One of the things that we neglect the most when we start with a blog are the essential security measures in WordPress. And it is that we have more “important” things to deal with, or so we believe.
What is more important that your blog is not attacked, you do not lose all your work due to an incompatibility or you can restore an older version in one click? Nothing.
How to secure wordpress website from hackers?
1. Update everything
Every update of WordPress, your template and your plugins fixes vulnerabilities and closes the door to intruders. Hence the importance of updating. In addition, your website will work better, it will be more beautiful and you will have more functionalities.
The only problem you can find when updating is that new versions of some plugins can cause incompatibilities with WordPress or with other plugins. To be covered against this possible problem, I recommend making a backup before updating , so you can always go back to a point where those incompatibilities did not exist.
2. Make regular and automatic backups
Backups are like when you’re in a video game, the enemy defeats you and you decide to load an older version of the game to rectify your strategy. The difference is that we are in real life, not in a game. So don’t take it as a joke. Your business is at stake, it’s worth the pun 😊
Any decent hosting provider does automatic backups, it is recommended to have your own. In addition, if you automate this task you will not have to be aware of making backups every so often.
3. Protect WordPress login
By default, WordPress assigns the username ‘admin’. That means the first user to be tested by hackers is ‘admin’. So do yourself a favor and put a different user. Also do not put the name of your website or your domain.
Another very important aspect is the password. Don’t put ‘123456’ or ‘qwerty’ or any character sequence so common that even your grandmother knows it.
The password must have a minimum of 8 characters, lowercase and uppercase, numbers, letters and a special character. And how do I get all of that?
Use an acronym. This is the technique that I use. That is, make a phrase that is easy for you to remember, take the first letter of each word, capitalize the first letter, add a number at the end and a special character.
Example of strong password: EbdAGmm17 #
Explanation of the password: Arturo García’s blog is very cool 2017 #
Of course, do not use this password because it is already posted on the Internet and is more public than the bus.
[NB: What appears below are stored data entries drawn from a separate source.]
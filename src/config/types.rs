// Configuration types for the MEMD client
//
// This module defines the API connection settings, the environment variable
// names they can be read from, and the local paths used by the CLI.

use anyhow::{Context, Result};
use serde::{Deserialize, Serialize};
use std::path::PathBuf;
use std::time::Duration;

/// Default request timeout when none is configured
pub const DEFAULT_TIMEOUT_SECONDS: u64 = 30;

/// Log level accepted by the CLI
#[derive(Debug, Clone, Copy, PartialEq, Eq, Serialize, Deserialize, clap::ValueEnum)]
#[serde(rename_all = "lowercase")]
pub enum LogLevel {
    Debug,
    Info,
    Warning,
    Critical,
    Null,
}

impl Default for LogLevel {
    fn default() -> Self {
        LogLevel::Warning
    }
}

impl LogLevel {
    /// Equivalent `tracing` filter directive
    pub fn as_filter(&self) -> &'static str {
        match self {
            LogLevel::Debug => "debug",
            LogLevel::Info => "info",
            LogLevel::Warning => "warn",
            LogLevel::Critical => "error",
            LogLevel::Null => "off",
        }
    }
}

impl std::fmt::Display for LogLevel {
    fn fmt(&self, f: &mut std::fmt::Formatter<'_>) -> std::fmt::Result {
        match self {
            LogLevel::Debug => write!(f, "debug"),
            LogLevel::Info => write!(f, "info"),
            LogLevel::Warning => write!(f, "warning"),
            LogLevel::Critical => write!(f, "critical"),
            LogLevel::Null => write!(f, "null"),
        }
    }
}

impl std::str::FromStr for LogLevel {
    type Err = String;

    fn from_str(s: &str) -> Result<Self, Self::Err> {
        match s.to_lowercase().as_str() {
            "debug" => Ok(LogLevel::Debug),
            "info" => Ok(LogLevel::Info),
            "warning" | "warn" => Ok(LogLevel::Warning),
            "critical" | "error" => Ok(LogLevel::Critical),
            "null" | "off" => Ok(LogLevel::Null),
            _ => Err(format!("Invalid log level: {}", s)),
        }
    }
}

/// Run mode; test mode persists request and response payloads locally
#[derive(Debug, Clone, Copy, PartialEq, Eq, Default, Serialize, Deserialize, clap::ValueEnum)]
#[serde(rename_all = "lowercase")]
pub enum Mode {
    #[default]
    Prod,
    Test,
}

/// Partially specified API settings, as read from a file or the environment
#[derive(Debug, Clone, Default, PartialEq, Serialize, Deserialize)]
pub struct ApiSettings {
    #[serde(default)]
    pub base_url: Option<String>,
    #[serde(default)]
    pub username: Option<String>,
    #[serde(default)]
    pub password: Option<String>,
    #[serde(default)]
    pub client_id: Option<String>,
    #[serde(default)]
    pub client_secret: Option<String>,
    #[serde(default)]
    pub timeout_seconds: Option<u64>,
}

impl ApiSettings {
    /// Overlay every value present in `other` on top of this one
    pub fn merge(&mut self, other: ApiSettings) {
        fn overlay<T>(target: &mut Option<T>, value: Option<T>) {
            if value.is_some() {
                *target = value;
            }
        }

        overlay(&mut self.base_url, other.base_url);
        overlay(&mut self.username, other.username);
        overlay(&mut self.password, other.password);
        overlay(&mut self.client_id, other.client_id);
        overlay(&mut self.client_secret, other.client_secret);
        overlay(&mut self.timeout_seconds, other.timeout_seconds);
    }

    /// Names of required keys that are missing or blank
    pub fn missing_keys(&self) -> Vec<&'static str> {
        let fields = [
            ("base_url", &self.base_url),
            ("username", &self.username),
            ("password", &self.password),
            ("client_id", &self.client_id),
            ("client_secret", &self.client_secret),
        ];

        fields
            .iter()
            .filter(|(_, value)| value.as_deref().map_or(true, |v| v.trim().is_empty()))
            .map(|(name, _)| *name)
            .collect()
    }

    /// Turn the settings into a complete configuration
    pub fn into_config(self) -> Result<ApiConfig> {
        let missing = self.missing_keys();
        if !missing.is_empty() {
            anyhow::bail!("api config missing {}", missing.join(", "));
        }

        let required = |value: Option<String>| value.unwrap_or_default();
        Ok(ApiConfig {
            base_url: required(self.base_url).trim_end_matches('/').to_string(),
            username: required(self.username),
            password: required(self.password),
            client_id: required(self.client_id),
            client_secret: required(self.client_secret),
            timeout_seconds: self.timeout_seconds,
        })
    }
}

/// On-disk layout of an API config file: settings live under `[api]`
#[derive(Debug, Clone, Default, Serialize, Deserialize)]
pub struct ApiConfigFile {
    #[serde(default)]
    pub api: ApiSettings,
}

/// Complete connection settings for the MEMD API
#[derive(Debug, Clone, PartialEq, Serialize, Deserialize)]
pub struct ApiConfig {
    /// Base URL without a trailing slash
    pub base_url: String,
    pub username: String,
    pub password: String,
    pub client_id: String,
    pub client_secret: String,
    /// Request timeout in seconds
    #[serde(default)]
    pub timeout_seconds: Option<u64>,
}

impl ApiConfig {
    /// Request timeout, falling back to the default
    pub fn timeout(&self) -> Duration {
        Duration::from_secs(self.timeout_seconds.unwrap_or(DEFAULT_TIMEOUT_SECONDS))
    }
}

/// Environment variable names read by the client
pub struct EnvVars;

impl EnvVars {
    pub const BASE_URL: &'static str = "MEMD_API_BASE_URL";
    pub const USERNAME: &'static str = "MEMD_API_USERNAME";
    pub const PASSWORD: &'static str = "MEMD_API_PASSWORD";
    pub const CLIENT_ID: &'static str = "MEMD_API_CLIENT_ID";
    pub const CLIENT_SECRET: &'static str = "MEMD_API_CLIENT_SECRET";
    pub const TIMEOUT_SECONDS: &'static str = "MEMD_API_TIMEOUT_SECONDS";
    pub const HOME: &'static str = "MEMD_API_HOME";

    /// Suffix that redirects a variable to a file holding its value
    pub const FILE_SUFFIX: &'static str = "_FILE";
}

/// Configuration file paths and names
pub struct ConfigPaths;

impl ConfigPaths {
    /// Default home directory name
    pub const HOME_DIR_NAME: &'static str = ".memd_api";

    /// Configuration directory name inside the home directory
    pub const CONF_DIR_NAME: &'static str = "conf";

    /// API configuration file name
    pub const API_CONFIG_FILE: &'static str = "api.toml";

    /// Member defaults file name
    pub const DEFAULTS_FILE: &'static str = "defaults.json";

    /// Get the home directory, honouring `MEMD_API_HOME`
    pub fn home_dir() -> Result<PathBuf> {
        if let Ok(home) = std::env::var(EnvVars::HOME) {
            return Ok(PathBuf::from(home));
        }
        dirs::home_dir()
            .map(|home| home.join(Self::HOME_DIR_NAME))
            .context("Failed to determine home directory")
    }

    /// Get the configuration directory
    pub fn conf_dir() -> Result<PathBuf> {
        Ok(Self::home_dir()?.join(Self::CONF_DIR_NAME))
    }

    /// Get the default API configuration file path
    pub fn api_config_file() -> Result<PathBuf> {
        Ok(Self::conf_dir()?.join(Self::API_CONFIG_FILE))
    }

    /// Get the default member defaults file path
    pub fn defaults_file() -> Result<PathBuf> {
        Ok(Self::conf_dir()?.join(Self::DEFAULTS_FILE))
    }
}

#[cfg(test)]
mod tests {
    use super::*;

    fn complete_settings() -> ApiSettings {
        ApiSettings {
            base_url: Some("https://memd.test/api/".to_string()),
            username: Some("user".to_string()),
            password: Some("pass".to_string()),
            client_id: Some("id".to_string()),
            client_secret: Some("secret".to_string()),
            timeout_seconds: None,
        }
    }

    #[test]
    fn test_log_level_parsing() {
        assert_eq!("info".parse::<LogLevel>().unwrap(), LogLevel::Info);
        assert_eq!("WARN".parse::<LogLevel>().unwrap(), LogLevel::Warning);
        assert_eq!("null".parse::<LogLevel>().unwrap(), LogLevel::Null);
        assert!("loud".parse::<LogLevel>().is_err());
    }

    #[test]
    fn test_log_level_filters() {
        assert_eq!(LogLevel::default(), LogLevel::Warning);
        assert_eq!(LogLevel::Warning.as_filter(), "warn");
        assert_eq!(LogLevel::Critical.as_filter(), "error");
        assert_eq!(LogLevel::Null.as_filter(), "off");
        assert_eq!(LogLevel::Critical.to_string(), "critical");
    }

    #[test]
    fn test_into_config_strips_trailing_slash() {
        let config = complete_settings().into_config().unwrap();
        assert_eq!(config.base_url, "https://memd.test/api");
        assert_eq!(config.timeout(), Duration::from_secs(DEFAULT_TIMEOUT_SECONDS));
    }

    #[test]
    fn test_missing_keys_are_named() {
        let mut settings = complete_settings();
        settings.password = None;
        settings.client_secret = Some("  ".to_string());

        assert_eq!(settings.missing_keys(), vec!["password", "client_secret"]);
        let err = settings.into_config().unwrap_err();
        assert_eq!(err.to_string(), "api config missing password, client_secret");
    }

    #[test]
    fn test_merge_overlays_present_values() {
        let mut settings = complete_settings();
        settings.merge(ApiSettings {
            username: Some("other".to_string()),
            timeout_seconds: Some(5),
            ..Default::default()
        });

        assert_eq!(settings.username.as_deref(), Some("other"));
        assert_eq!(settings.password.as_deref(), Some("pass"));
        assert_eq!(settings.timeout_seconds, Some(5));
    }

    #[test]
    fn test_config_file_layout() {
        let file: ApiConfigFile = toml::from_str(
            r#"
            [api]
            base_url = "https://memd.test"
            username = "u"
            timeout_seconds = 12
            "#,
        )
        .unwrap();

        assert_eq!(file.api.base_url.as_deref(), Some("https://memd.test"));
        assert_eq!(file.api.timeout_seconds, Some(12));
        assert!(file.api.password.is_none());
    }
}
// Member and policy types
//
// Wire shapes for member records and policy rows returned by the MEMD API,
// the payloads sent when creating or terminating policies, and the result
// types reported by the lifecycle operations.

use serde::{Deserialize, Serialize};
use serde_json::{Map, Value};

use crate::utils::dates;
use crate::utils::serde_helpers::null_as_default;

/// Upper bound on reload-and-terminate rounds when deactivating policies
pub const MAX_DEACTIVATION_ATTEMPTS: usize = 10;

/// Snapshot keys that are never sent back in a full update
pub const SNAPSHOT_ONLY_KEYS: [&str; 3] = ["policies", "dependents", "dependants"];

/// Member name; accepts both `First` and `first` spellings on input
#[derive(Debug, Clone, Default, PartialEq, Eq, Serialize, Deserialize)]
pub struct MemberName {
    #[serde(default, alias = "First")]
    pub first: Option<String>,
    #[serde(default, alias = "Middle")]
    pub middle: Option<String>,
    #[serde(default, alias = "Last")]
    pub last: Option<String>,
}

impl MemberName {
    pub fn new(first: impl Into<String>, last: impl Into<String>) -> Self {
        Self {
            first: Some(first.into()),
            middle: None,
            last: Some(last.into()),
        }
    }

    /// `first_last` in lower case, used to name local payload files
    pub fn file_stem(&self) -> Option<String> {
        match (&self.first, &self.last) {
            (Some(first), Some(last)) => Some(format!(
                "{}_{}",
                first.to_lowercase(),
                last.to_lowercase()
            )),
            _ => None,
        }
    }
}

/// A policy row attached to a member
#[derive(Debug, Clone, PartialEq, Serialize, Deserialize)]
pub struct Policy {
    #[serde(default, deserialize_with = "null_as_default")]
    pub plancode: String,
    #[serde(default, deserialize_with = "null_as_default")]
    pub isactive: bool,
    #[serde(default)]
    pub benefitstart: Option<String>,
    #[serde(default)]
    pub benefitend: Option<String>,
    #[serde(rename = "policyId", default, skip_serializing_if = "Option::is_none")]
    pub policy_id: Option<Value>,
    /// Any other fields the server returns, kept verbatim
    #[serde(flatten)]
    pub extra: Map<String, Value>,
}

/// Typed view over a member record
#[derive(Debug, Clone, PartialEq, Serialize, Deserialize)]
pub struct MemberRecord {
    #[serde(rename = "externalID")]
    pub external_id: String,
    #[serde(default)]
    pub name: Option<MemberName>,
    #[serde(default)]
    pub email: Option<String>,
    #[serde(default)]
    pub phone: Option<String>,
    #[serde(default)]
    pub dob: Option<String>,
    #[serde(default)]
    pub gender: Option<String>,
    #[serde(default)]
    pub address: Option<Value>,
    #[serde(default)]
    pub misc3: Option<String>,
    #[serde(default)]
    pub plancode: Option<String>,
    #[serde(default, deserialize_with = "null_as_default")]
    pub policies: Vec<Policy>,
}

impl MemberRecord {
    /// Policies whose `isactive` flag is set
    pub fn active_policies(&self) -> Vec<Policy> {
        self.policies.iter().filter(|p| p.isactive).cloned().collect()
    }

    pub fn has_active_plancode(&self, plancode: &str) -> bool {
        self.policies
            .iter()
            .any(|p| p.isactive && p.plancode == plancode)
    }
}

/// Member fields that may be changed through an update or a save
#[derive(Debug, Clone, Copy, PartialEq, Eq, PartialOrd, Ord, Hash)]
pub enum ChangeableField {
    Name,
    Email,
    Phone,
    Dob,
    Gender,
    Address,
    Misc3,
}

impl ChangeableField {
    pub const ALL: [ChangeableField; 7] = [
        ChangeableField::Name,
        ChangeableField::Email,
        ChangeableField::Phone,
        ChangeableField::Dob,
        ChangeableField::Gender,
        ChangeableField::Address,
        ChangeableField::Misc3,
    ];

    /// Key used in member payloads
    pub fn as_key(&self) -> &'static str {
        match self {
            ChangeableField::Name => "name",
            ChangeableField::Email => "email",
            ChangeableField::Phone => "phone",
            ChangeableField::Dob => "dob",
            ChangeableField::Gender => "gender",
            ChangeableField::Address => "address",
            ChangeableField::Misc3 => "misc3",
        }
    }

    pub fn from_key(key: &str) -> Option<Self> {
        Self::ALL.iter().copied().find(|field| field.as_key() == key)
    }
}

/// Body of a create-policy request
#[derive(Debug, Clone, PartialEq, Eq, Serialize, Deserialize)]
pub struct PolicyPayload {
    pub benefitstart: String,
    pub benefitend: Option<String>,
    pub plancode: String,
}

/// Body of a terminate-policy request
#[derive(Debug, Clone, PartialEq, Eq, Serialize, Deserialize)]
pub struct TerminationPayload {
    pub termdate: String,
}

impl TerminationPayload {
    /// Terminate as of today at midnight
    pub fn today() -> Self {
        Self {
            termdate: dates::today_midnight_iso(),
        }
    }
}

/// Response to a terminate-policy request: either a list of updated rows or a single object
#[derive(Debug, Clone, PartialEq, Serialize, Deserialize)]
#[serde(untagged)]
pub enum TerminationResponse {
    Updates(Vec<Value>),
    Single(Value),
}

impl TerminationResponse {
    /// Updated rows, whichever shape the server used
    pub fn rows(&self) -> Vec<&Value> {
        match self {
            TerminationResponse::Updates(rows) => rows.iter().collect(),
            TerminationResponse::Single(Value::Null) => Vec::new(),
            TerminationResponse::Single(row) => vec![row],
        }
    }
}

impl From<Value> for TerminationResponse {
    fn from(value: Value) -> Self {
        match value {
            Value::Array(rows) => TerminationResponse::Updates(rows),
            other => TerminationResponse::Single(other),
        }
    }
}

/// What happened to a single policy termination
#[derive(Debug, Clone, PartialEq, Serialize, Deserialize)]
#[serde(tag = "status", rename_all = "snake_case")]
pub enum TerminationOutcome {
    /// The server accepted the termination
    Terminated { response: TerminationResponse },
    /// The server had no such policy; treated as already terminated
    NotFound,
    /// Nothing was sent
    DryRun { payload: TerminationPayload },
}

/// A policy that was (or in dry-run, would be) terminated
#[derive(Debug, Clone, PartialEq, Serialize, Deserialize)]
pub struct TerminatedPolicy {
    pub policy: Policy,
    pub outcome: TerminationOutcome,
}

/// The new policy entry in a policy change
#[derive(Debug, Clone, PartialEq, Serialize)]
#[serde(untagged)]
pub enum CreatedPolicy {
    /// Server response to the create call
    Created(Value),
    /// Payload that would have been sent in dry-run
    Planned(PolicyPayload),
}

/// Result of replacing a member's active policies with a new plan code
#[derive(Debug, Clone, PartialEq, Serialize)]
pub struct PolicyChange {
    pub terminated: Vec<TerminatedPolicy>,
    pub created: CreatedPolicy,
}

/// Result of reconciling a member against a plan code
#[derive(Debug, Clone, PartialEq, Serialize)]
#[serde(tag = "result", rename_all = "snake_case")]
pub enum EnsureOutcome {
    AlreadyActive { plancode: String },
    Changed(PolicyChange),
}

impl EnsureOutcome {
    pub fn is_noop(&self) -> bool {
        matches!(self, EnsureOutcome::AlreadyActive { .. })
    }
}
Stick with the technique. It is very useful.
Another option to get strong passwords is to use online generators that create the keys for you.
Path – URL
Change the path to the WordPress admin panel. By default it is yourdomain.com/wp-admin and it is another way to make it easy for lovers of others.
Block access from other countries
If you are in Spain, what is the point of having your control panel accessible from Ukraine, China or Russia? None.
So it is advisable to block access to all countries other than yours. Rest assured, you are not going to block access to your blog but to the WordPress admin panel. For this, I recommend using the Admin Block Country plugin.
Limit login attempts
One of the ways to attack your website is to do it by brute force. This attack consists of testing thousands of users and passwords in your WordPress login. However, there is a very simple way to eliminate this threat. With Loginizer you can limit login attempts.
Put a small number, but that leaves you a certain margin of maneuver (for example, 3 or 5), since you may sometimes make a mistake when entering the password and if you reach the limit of attempts the plugin will block you.
4. Erase all tracks
One of the best ways to make it difficult for your website to be attacked is to hide all the possible information about the manager you use, the version, the plugins, the template and everything that smells like new.
First of all, delete all the content that comes by default: the post “Hello world”, the example page and the typical and absurd comment. Then remove all the plugins. In every installation there are two by default: Hello Dolly and Akismet. The first is not worth anything and the second for little.
Hello Dolly is a plugin created by WordPress founder Matt Mullenweg because he likes that Louis Armstrong song. All it does is display a random phrase of the letter in the control panel.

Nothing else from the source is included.